Повесть эта была опубликована в рижском русскоязычном журнале «Даугава». С ним у меня связано многое. Разговоры о его создании велись очень давно, у этой идеи имелись и сторонники, и противники; последние основывали свои возражения на том, что русскому альманаху «Парус» так и не удалось завоевать своего места под солнцем. На самом деле все решали, конечно, не противники и не сторонники, а московские партийные власти; когда они пришли к выводу, что русский литературный журнал должен быть в каждой республике, было принято соответствующее постановление, и журналы возникли. Журналы почему-то решили называть именами рек: «Нева», «Енисей», «Волга»… Так возникла и «Даугава», хотя мне казалось, что можно было найти название и получше. Почти все были уверены, что редактором назначат меня; сам я знал, что этого не произойдет: я еще «не отбыл срока». Существовало неписаное (насколько я знаю) правило: работник, которого считали провинившимся, на определенное время лишался права занимать должности того же уровня. Зная злопамятность нашего ЦК, я не сомневался, что получил лет двадцать. Так оно на самом деле и оказалось.

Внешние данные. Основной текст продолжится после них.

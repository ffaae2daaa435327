mod access_control;
mod contract_operator;
mod contract_ownership;

pub use access_control::*;
pub use contract_operator::*;
pub use contract_ownership::*;
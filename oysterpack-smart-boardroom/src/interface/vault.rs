use crate::{BoardroomBindings, BoardroomId, VaultBalances};
use near_sdk::json_types::ValidAccountId;
use oysterpack_smart_fungible_token::{TokenAmount, TokenId};
use oysterpack_smart_near::domain::TimestampDuration;
use oysterpack_smart_near::{ErrCode, ErrorConst, Level, LogEvent};

/// Stake custody
pub trait Vault {
    /// Stakes `amount` of the stake token on behalf of the predecessor account.
    ///
    /// Bound boardrooms are notified before the principal changes. Bonded stake is locked for the
    /// vault's lock duration, and each bond restarts the lock window.
    ///
    /// ## Panics
    /// - if amount is zero
    /// - if the account has insufficient stake token balance
    fn ops_vault_bond(&mut self, amount: TokenAmount) -> VaultBalances;

    /// Withdraws `amount` of stake back to the predecessor account.
    ///
    /// ## Panics
    /// - if amount is zero
    /// - if amount exceeds the principal
    /// - if amount reaches into the locked portion of the principal
    fn ops_vault_unbond(&mut self, amount: TokenAmount) -> VaultBalances;

    fn ops_vault_total_staked(&self) -> TokenAmount;

    fn ops_vault_balance_of(&self, account_id: ValidAccountId) -> TokenAmount;

    /// live principal minus the portion still inside its lock window
    fn ops_vault_balance_without_bonded(&self, account_id: ValidAccountId) -> TokenAmount;

    /// The balance eligible for rewards as of the most recently closed epoch, i.e., stake changes
    /// made in the still open epoch are not visible.
    fn ops_vault_balance_from_last_epoch(&self, account_id: ValidAccountId) -> TokenAmount;

    /// returns None if the account never staked
    fn ops_vault_stake_balances(&self, account_id: ValidAccountId) -> Option<VaultBalances>;

    fn ops_vault_lock_duration(&self) -> TimestampDuration;

    fn ops_vault_stake_token(&self) -> TokenId;

    fn ops_vault_boardrooms(&self) -> BoardroomBindings;
}

pub trait VaultOwner {
    /// Rebinds the boardrooms that are notified on stake changes.
    ///
    /// Notifications that a boardroom missed while it was not bound are not replayed. When the
    /// boardroom is bound again, its pending snapshots are settled at each account's epoch gated
    /// balance on the account's next stake change or claim.
    ///
    /// ## Panics
    /// - if the predecessor account is not the owner
    /// - if a boardroom is not deployed
    /// - if primary and secondary are the same boardroom
    fn ops_vault_set_boardrooms(
        &mut self,
        primary: Option<BoardroomId>,
        secondary: Option<BoardroomId>,
    );
}

pub const ERR_LOCK_NOT_EXPIRED: ErrorConst = ErrorConst(
    ErrCode("LOCK_NOT_EXPIRED"),
    "amount exceeds the withdrawable balance - stake is still locked",
);

pub const LOG_EVENT_VAULT_BONDED: LogEvent = LogEvent(Level::INFO, "VAULT_BONDED");

pub const LOG_EVENT_VAULT_UNBONDED: LogEvent = LogEvent(Level::INFO, "VAULT_UNBONDED");

pub const LOG_EVENT_VAULT_BOARDROOMS_SET: LogEvent = LogEvent(Level::INFO, "VAULT_BOARDROOMS_SET");
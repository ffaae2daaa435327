use crate::*;
use near_sdk::AccountId;
use oysterpack_smart_contract::ContractOperator;

#[near_bindgen]
impl ContractOperator for Contract {
    fn ops_operator(&self) -> AccountId {
        ContractOperatorComponent.ops_operator()
    }

    #[payable]
    fn ops_operator_transfer(&mut self, new_operator: ValidAccountId) {
        ContractOperatorComponent.ops_operator_transfer(new_operator)
    }
}
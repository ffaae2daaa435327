use crate::*;
use oysterpack_smart_fungible_token::{
    FungibleToken, FungibleTokenOperator, Memo, TokenAmount,
};

/// Each token hosted by the contract is addressed by its [`TokenId`]
#[near_bindgen]
impl Contract {
    pub fn ops_ft_transfer(
        &mut self,
        token: TokenId,
        receiver_id: ValidAccountId,
        amount: TokenAmount,
        memo: Option<Memo>,
    ) {
        Self::token(token).ft_transfer(receiver_id, amount, memo)
    }

    pub fn ops_ft_total_supply(&self, token: TokenId) -> TokenAmount {
        Self::token(token).ft_total_supply()
    }

    pub fn ops_ft_balance_of(&self, token: TokenId, account_id: ValidAccountId) -> TokenAmount {
        Self::token(token).ft_balance_of(account_id)
    }

    pub fn ops_ft_metadata(&self, token: TokenId) -> Metadata {
        Self::token(token).ft_metadata()
    }

    /// operator only
    pub fn ops_ft_mint(&mut self, token: TokenId, account_id: ValidAccountId, amount: TokenAmount) {
        Self::token(token).ft_operator_mint(account_id, amount)
    }
}
use near_sdk::{
    borsh::{self, BorshDeserialize, BorshSerialize},
    serde::{Deserialize, Serialize},
};
use std::fmt::{self, Display, Formatter};

/// Identifies a token hosted by the contract
#[derive(
    BorshSerialize,
    BorshDeserialize,
    Serialize,
    Deserialize,
    Debug,
    Clone,
    Copy,
    PartialEq,
    Eq,
    Hash,
    PartialOrd,
    Ord,
)]
#[serde(crate = "near_sdk::serde")]
pub struct TokenId(pub u8);

impl Display for TokenId {
    fn fmt(&self, f: &mut Formatter<'_>) -> fmt::Result {
        self.0.fmt(f)
    }
}
use near_sdk::json_types::ValidAccountId;

pub trait AccessControl {
    fn ops_is_owner(&self, account_id: ValidAccountId) -> bool;

    fn ops_is_operator(&self, account_id: ValidAccountId) -> bool;
}
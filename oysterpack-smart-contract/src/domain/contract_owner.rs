use crate::{
    ERR_CONTRACT_OWNER_ALREADY_INITIALIZED, ERR_CONTRACT_OWNER_NOT_INITIALIZED,
    ERR_OWNER_ACCESS_REQUIRED,
};
use oysterpack_smart_near::data::Object;
use oysterpack_smart_near::near_sdk::{
    borsh::{self, BorshDeserialize, BorshSerialize},
    env,
    json_types::ValidAccountId,
    AccountId,
};
use std::ops::{Deref, DerefMut};

const CONTRACT_OWNER_KEY: u128 = 1954418276903221581394858206587618053;

type DAO = Object<u128, ContractOwner>;

pub struct ContractOwnerObject(DAO);

impl ContractOwnerObject {
    /// ## Panics
    /// if the contract owner has not been initialized
    pub fn load() -> Self {
        match DAO::load(&CONTRACT_OWNER_KEY) {
            Some(owner) => Self(owner),
            None => ERR_CONTRACT_OWNER_NOT_INITIALIZED.panic(),
        }
    }

    /// Used to initialize the contract with the specified owner.
    ///
    /// ## Panics
    /// if the contract owner has already been initialized with a different owner
    pub fn initialize_contract(account_id: ValidAccountId) {
        let owner = DAO::new(CONTRACT_OWNER_KEY, ContractOwner::new(account_id));
        match DAO::load(&CONTRACT_OWNER_KEY) {
            Some(current_owner) => {
                ERR_CONTRACT_OWNER_ALREADY_INITIALIZED.assert(|| current_owner == owner)
            }
            None => owner.save(),
        }
    }

    /// asserts that the predecessor account ID is the owner
    pub fn assert_owner_access() -> Self {
        let owner = Self::load();
        ERR_OWNER_ACCESS_REQUIRED.assert(|| owner.is_owner(&env::predecessor_account_id()));
        owner
    }

    /// changes the owner in memory - the caller is responsible for saving
    pub fn set_owner(&mut self, account_id: ValidAccountId) {
        self.0.account_id = account_id.into();
    }
}

impl Deref for ContractOwnerObject {
    type Target = DAO;

    fn deref(&self) -> &Self::Target {
        &self.0
    }
}

impl DerefMut for ContractOwnerObject {
    fn deref_mut(&mut self) -> &mut Self::Target {
        &mut self.0
    }
}

/// Every contract has an owner
#[derive(BorshSerialize, BorshDeserialize, Clone, Debug, PartialEq)]
pub struct ContractOwner {
    account_id: AccountId,
}

impl ContractOwner {
    pub fn new(account_id: ValidAccountId) -> Self {
        Self {
            account_id: account_id.into(),
        }
    }

    pub fn account_id(&self) -> &str {
        &self.account_id
    }

    pub fn is_owner(&self, account_id: &str) -> bool {
        self.account_id == account_id
    }
}
//! Provides support to work with data stored on the NEAR blockchain

pub mod numbers;
mod object;

pub use object::*;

Журнал начался неплохо, его редактор приложил немало сил, чтобы собрать хорошие материалы — в том числе у писателей, в Латвии не живших, но хорошо известных в России. Но он сам же себе и вредил — получив хорошую (а значит — рискованную) вещь, шел в ЦК с вопросом: можно ее публиковать или нет? Ему резонно отвечали: «Раз вы и сами сомневаетесь, то что тут думать? Лучше не печатать, конечно». Жизнь всех нас приучила к самоцензуре, но и тут бывали разные уровни, в зависимости от готовности к риску. Редактор не хотел рисковать — и это сказывалось прежде всего на облике журнала. Да и давление со стороны Союза писателей Латвии было ощутимым: у них имелось свое представление о том, что хорошо, а что нет.
В журнале повесть прошла; я попробовал предложить ее «Молодой гвардии». Но там уже не существовала та славная редакция, работали совсем другие люди, мало понимавшие в литературе, зато полагавшие, что смыслят в идеологии. Мне ответили: повесть никак не подходит, потому что у них «другое мнение относительно того, как должны выглядеть люди будущего».
Только в 1991 году организованное в Москве издательство «Дружба народов» выпустило книжку, в которую вошли две мои повести; вторая была написана сразу же после «Стебелька…» — повесть «Не возвращайтесь по своим следам». Точнее, тогда, в 1983 году, был написан лишь первый вариант повести, половинного объема, всего пять листов. Я поторопился сделать это, поскольку идея лежала, так сказать, на поверхности и хотелось застолбить ее, чтобы потом уже разобраться спокойно. Эти вещи вошли в коллективный сборник фантастики «Хрустальная медуза», вышедший в Риге в 1985 году стараниями Виолетты Семеновой; участвовали в нем лишь местные авторы — к тому времени их набралось не так уж мало, хотя лишь немногие остались в фантастике. Написанное я дал под названием «Все начинается с молчания», с подзаголовком «Главы из повести». Позже, уже в 1988-м, этот текст был включен в антологию «Современная фантастика», выпущенную издательством «Книжная палата». Тем временем я уже не спеша дописал повесть.